Top 20 Benefits of Prop 24 that are not in the CCPA
- Purpose limitation — this means businesses can only use your personal info for stated purpose. Which means if they collect your cell phone number for the purpose of providing advanced security in the form of two-factor authentication, they can’t turn around and use your phone number for another purpose such as sending you SMS texts with product offers.
- Storage limitation — this means businesses can only keep your personal info as long as business has said it will. So this will help prevent businesses from collecting and storing more information from you than necessary.
- Data Minimization — this means businesses can’t collect more info than necessary and required.
- Chain of custody — this means onward transferees of your personal data must offer the same level of protection of your data that the business that originally collected is on the hook for.
- Requirement for reasonable & appropriate security for businesses to protect personal info. This means there is an “accountability” provision in the law that will raise the bar on how businesses that collect your personal information in turn must secure your data.
- Deletion expansion — this means businesses must be able to tell businesses they’ve sold personal info to, or shared it with, to delete info when a deletion request is received.
- Right of Correction — believe it or not, current California does not give you the right to correct any personal data they have on you. The current law’s inability to correct data could impact your ability to get a loan or a job etc. So, this may seem like a small benefit, but could have significant impact to let you fix “bad data.”
- Triples fines for violations involving children’s information. This will make businesses think twice if they are properly handling kids’ online privacy.
- Sensitive Personal Info — this is a huge privacy right as it provides Californians the right to stop the use of their most sensitive data. Sensitive personal information includes race, precise geolocation, religion, union membership, genetics, biometrics, sexual orientation, contents of communications, etc. Can dramatically reduce potential discrimination etc.

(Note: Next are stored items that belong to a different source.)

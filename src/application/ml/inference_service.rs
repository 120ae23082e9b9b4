use super::ensemble::{
    EnsembleWeights, classic_score, combine_scores, confidence_from_prob, damp_factor,
    direction_from_prob, ensemble_direction, risk_from_anomaly, risk_from_confidence, round4,
};
use super::isolation_forest::IsolationForestModel;
use super::model::{DirectionalModel, ModelFamily};
use crate::application::system::CancellationToken;
use crate::domain::market::Timeframe;
use crate::domain::ml::model_version::{
    ENSEMBLE_MODEL_KEY, LOGREG_MODEL_KEY, XGBOOST_MODEL_KEY, anomaly_model_key,
};
use crate::domain::ml::signal::ml_indicator;
use crate::domain::ml::{Direction, FeatureRow, Prediction, RiskLevel, Signal, SignalFilter};
use crate::domain::repositories::{FeatureStore, ModelRegistry, PredictionStore, SignalStore};
use anyhow::{Context, Result, anyhow};
use chrono::{DateTime, Duration, Utc};
use serde::Serialize;
use serde_json::json;
use std::collections::BTreeMap;
use std::sync::Arc;
use tracing::{debug, info, warn};

#[derive(Debug, Clone)]
pub struct InferenceConfig {
    pub intervals: Vec<Timeframe>,
    pub primary_interval: Timeframe,
    pub label_horizon_hours: i64,
    pub long_threshold: f64,
    pub short_threshold: f64,
    pub ensemble_threshold: f64,
    pub weights: EnsembleWeights,
    pub anomaly_enabled: bool,
    pub anomaly_threshold: f64,
    pub anomaly_damp_max: f64,
}

impl Default for InferenceConfig {
    fn default() -> Self {
        Self {
            intervals: vec![Timeframe::OneHour, Timeframe::FourHour],
            primary_interval: Timeframe::OneHour,
            label_horizon_hours: 4,
            long_threshold: 0.55,
            short_threshold: 0.45,
            ensemble_threshold: 0.2,
            weights: EnsembleWeights::default(),
            anomaly_enabled: true,
            anomaly_threshold: 0.6,
            anomaly_damp_max: 0.5,
        }
    }
}

#[derive(Debug, Clone, Default, Serialize)]
pub struct InferenceReport {
    pub rows_scored: usize,
    pub predictions_written: usize,
    pub anomaly_predictions: usize,
    pub signals_emitted: usize,
    pub predictions_by_model: BTreeMap<String, usize>,
    /// Models whose artifact could not be loaded this cycle
    pub skipped_models: Vec<String>,
}

impl InferenceReport {
    fn record_prediction(&mut self, model_key: &str) {
        self.predictions_written += 1;
        *self
            .predictions_by_model
            .entry(model_key.to_string())
            .or_default() += 1;
    }
}

struct LoadedModel {
    key: String,
    version: i64,
    model: Box<dyn DirectionalModel>,
}

struct LoadedDetector {
    version: i64,
    forest: IsolationForestModel,
}

/// Scores the latest feature rows with every active model and persists the
/// per-model, anomaly and ensemble predictions.
pub struct InferenceService {
    registry: Arc<dyn ModelRegistry>,
    features: Arc<dyn FeatureStore>,
    signals: Arc<dyn SignalStore>,
    predictions: Arc<dyn PredictionStore>,
    families: Vec<Arc<dyn ModelFamily>>,
    config: InferenceConfig,
}

impl InferenceService {
    pub fn new(
        registry: Arc<dyn ModelRegistry>,
        features: Arc<dyn FeatureStore>,
        signals: Arc<dyn SignalStore>,
        predictions: Arc<dyn PredictionStore>,
        families: Vec<Arc<dyn ModelFamily>>,
        config: InferenceConfig,
    ) -> Self {
        Self {
            registry,
            features,
            signals,
            predictions,
            families,
            config,
        }
    }

    pub fn config(&self) -> &InferenceConfig {
        &self.config
    }

    pub async fn run(&self, cancel: &CancellationToken) -> Result<InferenceReport> {
        let mut report = InferenceReport::default();
        let directional = self.load_directional_models(&mut report).await?;

        for &interval in &self.config.intervals {
            cancel.check()?;
            let detector = if self.config.anomaly_enabled {
                self.load_detector(interval, &mut report).await?
            } else {
                None
            };

            let rows = self
                .features
                .list_latest_by_interval(interval)
                .await
                .with_context(|| format!("Failed to load latest feature rows for {}", interval))?;
            debug!("Scoring {} rows on {}", rows.len(), interval);

            for row in &rows {
                cancel.check()?;
                self.score_row(row, detector.as_ref(), &directional, &mut report)
                    .await?;
                report.rows_scored += 1;
            }
        }

        info!(
            "Inference finished: {} rows, {} predictions ({} anomaly), {} signals",
            report.rows_scored,
            report.predictions_written,
            report.anomaly_predictions,
            report.signals_emitted
        );
        Ok(report)
    }

    async fn load_directional_models(&self, report: &mut InferenceReport) -> Result<Vec<LoadedModel>> {
        let mut loaded = Vec::new();
        for family in &self.families {
            let Some(active) = self.registry.get_active_model(family.key()).await? else {
                debug!("No active {} model", family.key());
                continue;
            };
            match family.unmarshal_binary(&active.artifact_blob) {
                Ok(model) => loaded.push(LoadedModel {
                    key: active.model_key.clone(),
                    version: active.version,
                    model,
                }),
                Err(e) => {
                    warn!(
                        "Skipping {} v{} this cycle: {:#}",
                        active.model_key, active.version, e
                    );
                    report.skipped_models.push(active.model_key.clone());
                }
            }
        }
        Ok(loaded)
    }

    async fn load_detector(
        &self,
        interval: Timeframe,
        report: &mut InferenceReport,
    ) -> Result<Option<LoadedDetector>> {
        let key = anomaly_model_key(interval);
        let Some(active) = self.registry.get_active_model(&key).await? else {
            return Ok(None);
        };
        match IsolationForestModel::unmarshal_binary(&active.artifact_blob) {
            Ok(forest) => Ok(Some(LoadedDetector {
                version: active.version,
                forest,
            })),
            Err(e) => {
                warn!("Skipping {} v{} this cycle: {:#}", key, active.version, e);
                report.skipped_models.push(key);
                Ok(None)
            }
        }
    }

    async fn score_row(
        &self,
        row: &FeatureRow,
        detector: Option<&LoadedDetector>,
        directional: &[LoadedModel],
        report: &mut InferenceReport,
    ) -> Result<()> {
        let features = row.sanitized_features();
        let target_time = row.open_time + Duration::hours(self.config.label_horizon_hours);

        let mut anomaly: Option<(f64, f64)> = None;
        if let Some(detector) = detector {
            let score = detector.forest.score(&features).clamp(0.0, 1.0);
            let damp = damp_factor(score, self.config.anomaly_damp_max);
            anomaly = Some((score, damp));

            let key = anomaly_model_key(row.interval);
            let details = json!({
                "model_key": key,
                "model_version": detector.version,
                "anomaly_score": round4(score),
                "damp_factor": round4(damp),
            });
            let prediction = self.build_prediction(
                row,
                target_time,
                &key,
                detector.version,
                0.5,
                score,
                Direction::Hold,
                risk_from_anomaly(score),
                details,
            );
            self.predictions
                .upsert_prediction(&prediction)
                .await
                .context("Failed to persist anomaly prediction")?;
            report.record_prediction(&key);
            report.anomaly_predictions += 1;
        }

        if row.interval != self.config.primary_interval || directional.is_empty() {
            return Ok(());
        }

        let classic_signals = self
            .signals
            .list_signals(&SignalFilter::at(&row.symbol, row.interval, row.open_time))
            .await
            .context("Failed to load classic signals")?;
        let classic = classic_score(&classic_signals);

        let mut probs: BTreeMap<&str, f64> = BTreeMap::new();
        let mut max_version = 1;

        for loaded in directional {
            let prob = match loaded.model.predict_prob(&features) {
                Ok(p) if p.is_finite() => p.clamp(0.0, 1.0),
                Ok(p) => {
                    warn!("{} produced non-finite probability {} for {}", loaded.key, p, row.symbol);
                    continue;
                }
                Err(e) => {
                    warn!("{} failed on {}: {:#}", loaded.key, row.symbol, e);
                    continue;
                }
            };
            probs.insert(loaded.key.as_str(), prob);
            max_version = max_version.max(loaded.version);

            let confidence = confidence_from_prob(prob);
            let direction =
                direction_from_prob(prob, self.config.long_threshold, self.config.short_threshold);
            let mut details = json!({
                "model_key": loaded.key,
                "model_version": loaded.version,
                "prob_up": round4(prob),
                "confidence": round4(confidence),
            });
            add_anomaly_details(&mut details, anomaly);

            let prediction = self.build_prediction(
                row,
                target_time,
                &loaded.key,
                loaded.version,
                prob,
                confidence,
                direction,
                risk_from_confidence(confidence),
                details,
            );
            self.persist_with_signal(prediction, report).await?;
        }

        let damp = anomaly.map(|(_, d)| d).unwrap_or(1.0);
        let fused = combine_scores(
            &self.config.weights,
            classic,
            probs.get(LOGREG_MODEL_KEY).copied(),
            probs.get(XGBOOST_MODEL_KEY).copied(),
        );
        let score = (fused * damp).clamp(-1.0, 1.0);
        let prob = ((score + 1.0) / 2.0).clamp(0.0, 1.0);
        let confidence = score.abs().min(1.0);
        let direction = ensemble_direction(score, self.config.ensemble_threshold);

        let mut risk = risk_from_confidence(confidence);
        if anomaly.is_some_and(|(s, _)| s >= self.config.anomaly_threshold) {
            risk = risk.bump();
        }

        let mut details = json!({
            "model_key": ENSEMBLE_MODEL_KEY,
            "model_version": max_version,
            "prob_up": round4(prob),
            "confidence": round4(confidence),
            "ensemble_score": round4(score),
            "classic_score": round4(classic),
        });
        add_anomaly_details(&mut details, anomaly);

        let prediction = self.build_prediction(
            row,
            target_time,
            ENSEMBLE_MODEL_KEY,
            max_version,
            prob,
            confidence,
            direction,
            risk,
            details,
        );
        self.persist_with_signal(prediction, report).await
    }

    #[allow(clippy::too_many_arguments)]
    fn build_prediction(
        &self,
        row: &FeatureRow,
        target_time: DateTime<Utc>,
        model_key: &str,
        model_version: i64,
        prob_up: f64,
        confidence: f64,
        direction: Direction,
        risk: RiskLevel,
        details: serde_json::Value,
    ) -> Prediction {
        Prediction {
            id: None,
            symbol: row.symbol.clone(),
            interval: row.interval,
            open_time: row.open_time,
            target_time,
            model_key: model_key.to_string(),
            model_version,
            prob_up,
            confidence,
            direction,
            risk,
            signal_id: None,
            details_json: details.to_string(),
            resolved_at: None,
            actual_up: None,
            is_correct: None,
            realized_return: None,
        }
    }

    /// Upsert the prediction; directional ones also get a signal whose id is
    /// linked back onto the prediction row.
    async fn persist_with_signal(
        &self,
        prediction: Prediction,
        report: &mut InferenceReport,
    ) -> Result<()> {
        let stored = self
            .predictions
            .upsert_prediction(&prediction)
            .await
            .with_context(|| format!("Failed to persist {} prediction", prediction.model_key))?;
        report.record_prediction(&prediction.model_key);

        if !prediction.direction.is_directional() {
            return Ok(());
        }
        if stored.is_resolved() {
            debug!(
                "{} prediction for {} at {} already resolved; not re-signalling",
                prediction.model_key, prediction.symbol, prediction.open_time
            );
            return Ok(());
        }

        let prediction_id = stored
            .id
            .ok_or_else(|| anyhow!("Prediction store returned a row without id"))?;
        let signal = Signal::new(
            prediction.symbol.as_str(),
            prediction.interval,
            ml_indicator(&prediction.model_key),
            prediction.open_time,
            prediction.direction,
            prediction.risk,
            prediction.details_json.clone(),
        );
        let inserted = self
            .signals
            .insert_signals(std::slice::from_ref(&signal))
            .await
            .context("Failed to insert ML signal")?;

        if let Some(signal_id) = inserted.first().and_then(|s| s.id) {
            self.predictions
                .attach_signal_id(prediction_id, signal_id)
                .await
                .context("Failed to link signal to prediction")?;
            report.signals_emitted += 1;
        }
        Ok(())
    }
}

fn add_anomaly_details(details: &mut serde_json::Value, anomaly: Option<(f64, f64)>) {
    if let (Some((score, damp)), Some(map)) = (anomaly, details.as_object_mut()) {
        map.insert("anomaly_score".to_string(), json!(round4(score)));
        map.insert("damp_factor".to_string(), json!(round4(damp)));
    }
}
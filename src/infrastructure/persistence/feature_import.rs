use crate::domain::market::Timeframe;
use crate::domain::ml::{FEATURE_COUNT, FeatureRow};
use crate::infrastructure::persistence::datetime_from_unix;
use anyhow::{Context, Result};
use serde::Deserialize;
use std::fs::File;
use std::io::{BufReader, Read};
use std::path::Path;
use std::str::FromStr;

/// One CSV line as exported by the feature engine.
/// Column order of the feature fields follows `FEATURE_NAMES`.
#[derive(Debug, Deserialize)]
struct FeatureRecord {
    symbol: String,
    interval: String,
    open_time: i64,
    ret_1: f64,
    ret_3: f64,
    ret_6: f64,
    ret_12: f64,
    vol_6: f64,
    vol_24: f64,
    volume_z: f64,
    rsi_14: f64,
    macd: f64,
    macd_signal: f64,
    macd_hist: f64,
    bb_position: f64,
    bb_width: f64,
    label: Option<bool>,
}

impl FeatureRecord {
    fn into_row(self) -> Result<FeatureRow> {
        let interval = Timeframe::from_str(&self.interval)?;
        let open_time = datetime_from_unix(self.open_time)?;
        if !interval.is_period_start(open_time) {
            anyhow::bail!(
                "{} {} open_time {} is not aligned to the interval",
                self.symbol,
                interval,
                open_time
            );
        }
        let features = vec![
            self.ret_1,
            self.ret_3,
            self.ret_6,
            self.ret_12,
            self.vol_6,
            self.vol_24,
            self.volume_z,
            self.rsi_14,
            self.macd,
            self.macd_signal,
            self.macd_hist,
            self.bb_position,
            self.bb_width,
        ];
        debug_assert_eq!(features.len(), FEATURE_COUNT);

        let row = FeatureRow::new(self.symbol, interval, open_time, features);
        Ok(match self.label {
            Some(label) => row.with_label(label),
            None => row,
        })
    }
}

/// Parse feature rows from CSV with a header line
pub fn read_feature_rows<R: Read>(reader: R) -> Result<Vec<FeatureRow>> {
    let mut rdr = csv::Reader::from_reader(reader);
    let mut rows = Vec::new();

    for (line, result) in rdr.deserialize().enumerate() {
        let record: FeatureRecord =
            result.with_context(|| format!("Malformed feature record at row {}", line + 1))?;
        rows.push(record.into_row()?);
    }
    Ok(rows)
}

pub fn read_feature_csv(path: &Path) -> Result<Vec<FeatureRow>> {
    let file = File::open(path).with_context(|| format!("Failed to open {:?}", path))?;
    read_feature_rows(BufReader::new(file))
}

#[cfg(test)]
mod tests {
    use super::*;

    const HEADER: &str = "symbol,interval,open_time,ret_1,ret_3,ret_6,ret_12,vol_6,vol_24,volume_z,rsi_14,macd,macd_signal,macd_hist,bb_position,bb_width,label";

    #[test]
    fn test_reads_labeled_and_unlabeled_rows() {
        let csv = format!(
            "{}\nBTCUSDT,1h,1704067200,0.01,0.02,0.03,0.04,0.1,0.2,1.5,55,0.3,0.2,0.1,0.6,0.05,true\nETHUSDT,1h,1704070800,0,0,0,0,0,0,0,50,0,0,0,0.5,0.02,\n",
            HEADER
        );
        let rows = read_feature_rows(csv.as_bytes()).unwrap();

        assert_eq!(rows.len(), 2);
        assert_eq!(rows[0].features.len(), FEATURE_COUNT);
        assert_eq!(rows[0].features[7], 55.0);
        assert_eq!(rows[0].label, Some(true));
        assert_eq!(rows[1].label, None);
        assert_eq!(rows[1].interval, Timeframe::OneHour);
    }

    #[test]
    fn test_rejects_unknown_interval() {
        let csv = format!(
            "{}\nBTCUSDT,7h,1704067200,0,0,0,0,0,0,0,50,0,0,0,0.5,0.02,false\n",
            HEADER
        );
        assert!(read_feature_rows(csv.as_bytes()).is_err());
    }

    #[test]
    fn test_rejects_misaligned_open_time() {
        // 00:30 is not the start of an hourly candle
        let csv = format!(
            "{}\nBTCUSDT,1h,1704069000,0,0,0,0,0,0,0,50,0,0,0,0.5,0.02,false\n",
            HEADER
        );
        let err = read_feature_rows(csv.as_bytes()).unwrap_err();
        assert!(err.to_string().contains("not aligned"));
    }
}
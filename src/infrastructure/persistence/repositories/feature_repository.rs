use crate::domain::market::Timeframe;
use crate::domain::ml::FeatureRow;
use crate::domain::repositories::FeatureStore;
use crate::infrastructure::persistence::datetime_from_unix;
use anyhow::{Context, Result};
use async_trait::async_trait;
use chrono::{DateTime, Utc};
use sqlx::sqlite::SqliteRow;
use sqlx::{Row, SqlitePool};
use std::str::FromStr;
use tracing::info;

pub struct SqliteFeatureStore {
    pool: SqlitePool,
}

impl SqliteFeatureStore {
    pub fn new(pool: SqlitePool) -> Self {
        Self { pool }
    }

    /// Write rows produced outside the service (feature engine, CSV import).
    /// Existing rows for the same candle are replaced.
    pub async fn upsert_rows(&self, rows: &[FeatureRow]) -> Result<usize> {
        let mut tx = self.pool.begin().await?;
        for row in rows {
            let features_json = serde_json::to_string(&row.features)?;
            sqlx::query(
                r#"
                INSERT INTO feature_rows (symbol, interval, open_time, features_json, label)
                VALUES (?, ?, ?, ?, ?)
                ON CONFLICT(symbol, interval, open_time) DO UPDATE SET
                    features_json = excluded.features_json,
                    label = excluded.label
                "#,
            )
            .bind(&row.symbol)
            .bind(row.interval.as_str())
            .bind(row.open_time.timestamp())
            .bind(features_json)
            .bind(row.label)
            .execute(&mut *tx)
            .await
            .with_context(|| format!("Failed to store feature row for {}", row.symbol))?;
        }
        tx.commit().await?;

        info!("Stored {} feature rows", rows.len());
        Ok(rows.len())
    }

    fn map_row(row: &SqliteRow) -> Result<FeatureRow> {
        let interval: String = row.try_get("interval")?;
        let features_json: String = row.try_get("features_json")?;
        // Non-finite values are written as JSON null
        let features: Vec<Option<f64>> = serde_json::from_str(&features_json)
            .context("Malformed features_json in feature_rows")?;

        Ok(FeatureRow {
            symbol: row.try_get("symbol")?,
            interval: Timeframe::from_str(&interval)?,
            open_time: datetime_from_unix(row.try_get("open_time")?)?,
            features: features
                .into_iter()
                .map(|v| v.unwrap_or(f64::NAN))
                .collect(),
            label: row.try_get("label")?,
        })
    }
}

#[async_trait]
impl FeatureStore for SqliteFeatureStore {
    async fn list_labeled_rows(
        &self,
        interval: Timeframe,
        from: DateTime<Utc>,
        to: DateTime<Utc>,
    ) -> Result<Vec<FeatureRow>> {
        let rows = sqlx::query(
            r#"
            SELECT * FROM feature_rows
            WHERE interval = ? AND open_time >= ? AND open_time <= ? AND label IS NOT NULL
            ORDER BY open_time ASC, symbol ASC
            "#,
        )
        .bind(interval.as_str())
        .bind(from.timestamp())
        .bind(to.timestamp())
        .fetch_all(&self.pool)
        .await
        .with_context(|| format!("Failed to load labeled feature rows for {}", interval))?;

        rows.iter().map(Self::map_row).collect()
    }

    async fn list_rows(
        &self,
        interval: Timeframe,
        from: DateTime<Utc>,
        to: DateTime<Utc>,
    ) -> Result<Vec<FeatureRow>> {
        let rows = sqlx::query(
            r#"
            SELECT * FROM feature_rows
            WHERE interval = ? AND open_time >= ? AND open_time <= ?
            ORDER BY open_time ASC, symbol ASC
            "#,
        )
        .bind(interval.as_str())
        .bind(from.timestamp())
        .bind(to.timestamp())
        .fetch_all(&self.pool)
        .await
        .with_context(|| format!("Failed to load feature rows for {}", interval))?;

        rows.iter().map(Self::map_row).collect()
    }

    async fn list_latest_by_interval(&self, interval: Timeframe) -> Result<Vec<FeatureRow>> {
        let rows = sqlx::query(
            r#"
            SELECT f.* FROM feature_rows f
            JOIN (
                SELECT symbol, MAX(open_time) AS latest
                FROM feature_rows WHERE interval = ?1
                GROUP BY symbol
            ) m ON f.symbol = m.symbol AND f.open_time = m.latest
            WHERE f.interval = ?1
            ORDER BY f.symbol ASC
            "#,
        )
        .bind(interval.as_str())
        .fetch_all(&self.pool)
        .await
        .with_context(|| format!("Failed to load latest feature rows for {}", interval))?;

        rows.iter().map(Self::map_row).collect()
    }
}
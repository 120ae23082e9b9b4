use crate::domain::market::Timeframe;
use anyhow::Result;
use async_trait::async_trait;
use chrono::{DateTime, Utc};

/// External feature engine that turns raw candles into `FeatureRow`s.
///
/// The ML pipeline only asks it to bring the feature store up to date; the
/// feature math itself lives outside this crate.
#[async_trait]
pub trait FeatureEngine: Send + Sync {
    /// Recompute features for `interval` up to `now`. Returns rows written.
    async fn refresh(&self, interval: Timeframe, now: DateTime<Utc>) -> Result<usize>;
}
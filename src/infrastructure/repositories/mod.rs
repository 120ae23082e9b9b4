pub mod in_memory;

pub use in_memory::{
    InMemoryCandleRepository, InMemoryFeatureStore, InMemoryModelRegistry,
    InMemoryPredictionStore, InMemorySignalStore,
};
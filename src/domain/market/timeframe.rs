use anyhow::{Result, anyhow};
use chrono::{DateTime, TimeZone, Utc};
use serde::{Deserialize, Serialize};
use std::fmt;
use std::str::FromStr;

/// Candle interval a feature row, candle or model is bound to
#[derive(Debug, Clone, Copy, PartialEq, Eq, Hash, PartialOrd, Ord, Serialize, Deserialize)]
#[serde(try_from = "String", into = "String")]
pub enum Timeframe {
    OneMin,
    FiveMin,
    FifteenMin,
    OneHour,
    FourHour,
    OneDay,
}

impl Timeframe {
    /// Returns the duration of this timeframe in minutes
    pub fn to_minutes(&self) -> i64 {
        match self {
            Timeframe::OneMin => 1,
            Timeframe::FiveMin => 5,
            Timeframe::FifteenMin => 15,
            Timeframe::OneHour => 60,
            Timeframe::FourHour => 240,
            Timeframe::OneDay => 1440,
        }
    }

    /// Returns the duration in seconds
    pub fn to_seconds(&self) -> i64 {
        self.to_minutes() * 60
    }

    /// Canonical short label, also used inside model keys (`iforest_1h`)
    pub fn as_str(&self) -> &'static str {
        match self {
            Timeframe::OneMin => "1m",
            Timeframe::FiveMin => "5m",
            Timeframe::FifteenMin => "15m",
            Timeframe::OneHour => "1h",
            Timeframe::FourHour => "4h",
            Timeframe::OneDay => "1d",
        }
    }

    /// Returns the start of the candle containing `ts`.
    ///
    /// Daily candles start at midnight UTC, every other interval is aligned
    /// on multiples of its own length since the epoch.
    pub fn period_start(&self, ts: DateTime<Utc>) -> DateTime<Utc> {
        let secs = ts.timestamp();
        let period = self.to_seconds();
        let start = secs - secs.rem_euclid(period);
        Utc.timestamp_opt(start, 0).single().unwrap_or(ts)
    }

    pub fn is_period_start(&self, ts: DateTime<Utc>) -> bool {
        self.period_start(ts) == ts
    }
}

impl FromStr for Timeframe {
    type Err = anyhow::Error;

    fn from_str(s: &str) -> Result<Self> {
        match s.trim().to_lowercase().as_str() {
            "1m" | "1min" => Ok(Timeframe::OneMin),
            "5m" | "5min" => Ok(Timeframe::FiveMin),
            "15m" | "15min" => Ok(Timeframe::FifteenMin),
            "1h" | "1hour" => Ok(Timeframe::OneHour),
            "4h" | "4hour" => Ok(Timeframe::FourHour),
            "1d" | "1day" => Ok(Timeframe::OneDay),
            _ => Err(anyhow!(
                "Invalid interval: '{}'. Valid options: 1m, 5m, 15m, 1h, 4h, 1d",
                s
            )),
        }
    }
}

impl TryFrom<String> for Timeframe {
    type Error = anyhow::Error;

    fn try_from(value: String) -> Result<Self> {
        Timeframe::from_str(&value)
    }
}

impl From<Timeframe> for String {
    fn from(tf: Timeframe) -> Self {
        tf.as_str().to_string()
    }
}

impl fmt::Display for Timeframe {
    fn fmt(&self, f: &mut fmt::Formatter<'_>) -> fmt::Result {
        f.write_str(self.as_str())
    }
}

/// Parses a comma-separated interval list such as `"1h,4h"`, dropping duplicates.
pub fn parse_timeframe_list(s: &str) -> Result<Vec<Timeframe>> {
    let mut out = Vec::new();
    for part in s.split(',').filter(|p| !p.trim().is_empty()) {
        let tf = Timeframe::from_str(part)?;
        if !out.contains(&tf) {
            out.push(tf);
        }
    }
    Ok(out)
}
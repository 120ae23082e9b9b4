use anyhow::{Context, Result};
use std::sync::Arc;
use tracing::info;

use crate::domain::repositories::{
    CandleRepository, FeatureStore, ModelRegistry, PredictionStore, SignalStore,
};
use crate::infrastructure::persistence::database::Database;
use crate::infrastructure::persistence::repositories::{
    SqliteCandleRepository, SqliteFeatureStore, SqliteModelRegistry, SqlitePredictionStore,
    SqliteSignalStore,
};

pub struct PersistenceHandle {
    pub db: Database,
    pub model_registry: Arc<dyn ModelRegistry>,
    pub feature_store: Arc<dyn FeatureStore>,
    pub candle_repository: Arc<dyn CandleRepository>,
    pub signal_store: Arc<dyn SignalStore>,
    pub prediction_store: Arc<dyn PredictionStore>,
}

pub struct PersistenceBootstrap;

impl PersistenceBootstrap {
    pub async fn init(db_url: &str) -> Result<PersistenceHandle> {
        info!("Initializing Database at {}", db_url);

        let db = Database::new(db_url)
            .await
            .context("Failed to initialize database")?;

        Ok(Self::from_database(db))
    }

    pub fn from_database(db: Database) -> PersistenceHandle {
        PersistenceHandle {
            model_registry: Arc::new(SqliteModelRegistry::new(db.pool.clone())),
            feature_store: Arc::new(SqliteFeatureStore::new(db.pool.clone())),
            candle_repository: Arc::new(SqliteCandleRepository::new(db.pool.clone())),
            signal_store: Arc::new(SqliteSignalStore::new(db.pool.clone())),
            prediction_store: Arc::new(SqlitePredictionStore::new(db.pool.clone())),
            db,
        }
    }
}
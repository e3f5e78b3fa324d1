use chrono::{DateTime, Utc};

use crate::domain::criteria::{non_empty, parse_optional_timestamp, Page, Sort, SortField};
use crate::domain::errors::RepositoryError;

/// Event attributes that can be used for ordering
#[derive(Debug, Clone, Copy, PartialEq, Eq)]
pub enum EventSortField {
    Title,
    Date,
    Location,
}

impl SortField for EventSortField {
    fn from_name(name: &str) -> Option<Self> {
        match name {
            "title" => Some(Self::Title),
            "date" => Some(Self::Date),
            "location" => Some(Self::Location),
            _ => None,
        }
    }

    fn column(&self) -> &'static str {
        match self {
            Self::Title => "title",
            Self::Date => "date",
            Self::Location => "location",
        }
    }
}

/// Filter, ordering and pagination for event searches
///
/// Every `None` imposes no constraint. `title` and `location` are
/// case-insensitive regular expressions matched anywhere in the value;
/// the date bounds are inclusive.
#[derive(Debug, Clone, Default, PartialEq, Eq)]
pub struct EventCriteria {
    pub title: Option<String>,
    pub location: Option<String>,
    pub start_date: Option<DateTime<Utc>>,
    pub end_date: Option<DateTime<Utc>>,
    pub sort: Option<Sort<EventSortField>>,
    pub page: Page,
}

impl EventCriteria {
    /// Builds criteria from raw request values
    ///
    /// Empty strings are treated as absent. Fails only when a date bound
    /// cannot be parsed.
    pub fn from_raw(
        title: Option<String>,
        location: Option<String>,
        start_date: Option<String>,
        end_date: Option<String>,
    ) -> Result<Self, RepositoryError> {
        Ok(Self {
            title: non_empty(title),
            location: non_empty(location),
            start_date: parse_optional_timestamp("start_date", start_date)?,
            end_date: parse_optional_timestamp("end_date", end_date)?,
            ..Default::default()
        })
    }

    pub fn with_sort(mut self, sort: Option<Sort<EventSortField>>) -> Self {
        self.sort = sort;
        self
    }

    pub fn with_page(mut self, page: Page) -> Self {
        self.page = page;
        self
    }
}

/// Partial update of an event
///
/// Absent fields are left unchanged by the update.
#[derive(Debug, Clone, Default, PartialEq, Eq)]
pub struct EventChanges {
    pub title: Option<String>,
    pub date: Option<DateTime<Utc>>,
    pub location: Option<String>,
}

impl EventChanges {
    /// Builds changes from raw request values, dropping empty ones
    pub fn from_raw(
        title: Option<String>,
        date: Option<String>,
        location: Option<String>,
    ) -> Result<Self, RepositoryError> {
        Ok(Self {
            title: non_empty(title),
            date: parse_optional_timestamp("date", date)?,
            location: non_empty(location),
        })
    }

    pub fn is_empty(&self) -> bool {
        self.title.is_none() && self.date.is_none() && self.location.is_none()
    }
}
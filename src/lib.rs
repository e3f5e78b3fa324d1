//! Fixtures API Library
//!
//! HTTP handlers for events and teams, the domain types they exchange,
//! and the repositories that persist them.

pub mod api;
pub mod config;
pub mod domain;
pub mod infrastructure;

- Right to see ‘all’ personal info, not just last 12 months. The current law only lets you see the personal data that a business has on you going back just 12 months, this lets you see it all (i.e. not just within the last year).
- Precise geolocation — no tracking within ~250 acres. Another major privacy feature that stops businesses from precisely geotracking you, e.g. if you were at a rally or at a medical clinic.
- Profiling — this is the right to object to automated decision-making, and to learn meaningful information about the logic involved.
- Removing 30 day right to cure violation (ends “two strikes you’re out”). This makes businesses take privacy violations more seriously.
- Right to opt out of cross-context behavioral advertising — this fixes major a CCPA weakness. What this means is that it limits the ability for businesses to “retarget” you with digital ads based on your internet behavior and activity by giving us consumers further control over the use of our personal data.
- Data protection agency with guaranteed funding. This is also a big new benefit. It creates an agency that is 2x+ bigger than current enforcement by the California Attorney General (AG) to solely focus on protecting your and your fellow Californians privacy. Prop 24 removes exclusive enforcement by AG (i.e. allows 58 county and 4 largest city DA’s to enforce the law via Business & Professions Code Sec. 17200) but allows the AG the ability to intervene and take over a case.
- Annual cybersecurity audits required of businesses whose data processing poses a high risk to consumer privacy and security. Again, this enforces more accountability with businesses who collect and sell your personal data.
- Annual risk assessments required of businesses whose data processing poses a high risk to consumer privacy and security. Again, enforces more accountability.
- Chief Privacy Auditor as part of the dedicated privacy agency to audit businesses for compliance.
- Consumer Privacy Fund from industry fines, annual interest goes to general fund, that can fund additional consumer privacy protection.
- Prevents law being weakened in the Legislature, but any amendments in furtherance of consumer privacy allowed by simple majority of the Legislature.
Wow, that’s a lot of net benefits to us Californians over the current privacy law we have! To be candid, just having a handful of these would be a great step forward, but cumulatively these 20 benefits are a major leap forward privacy-wise.
So, as you can see Prop 24 significantly strengthens our privacy rights, and we kindly ask you to Vote Yes on Privacy and Vote Yes on Prop 24!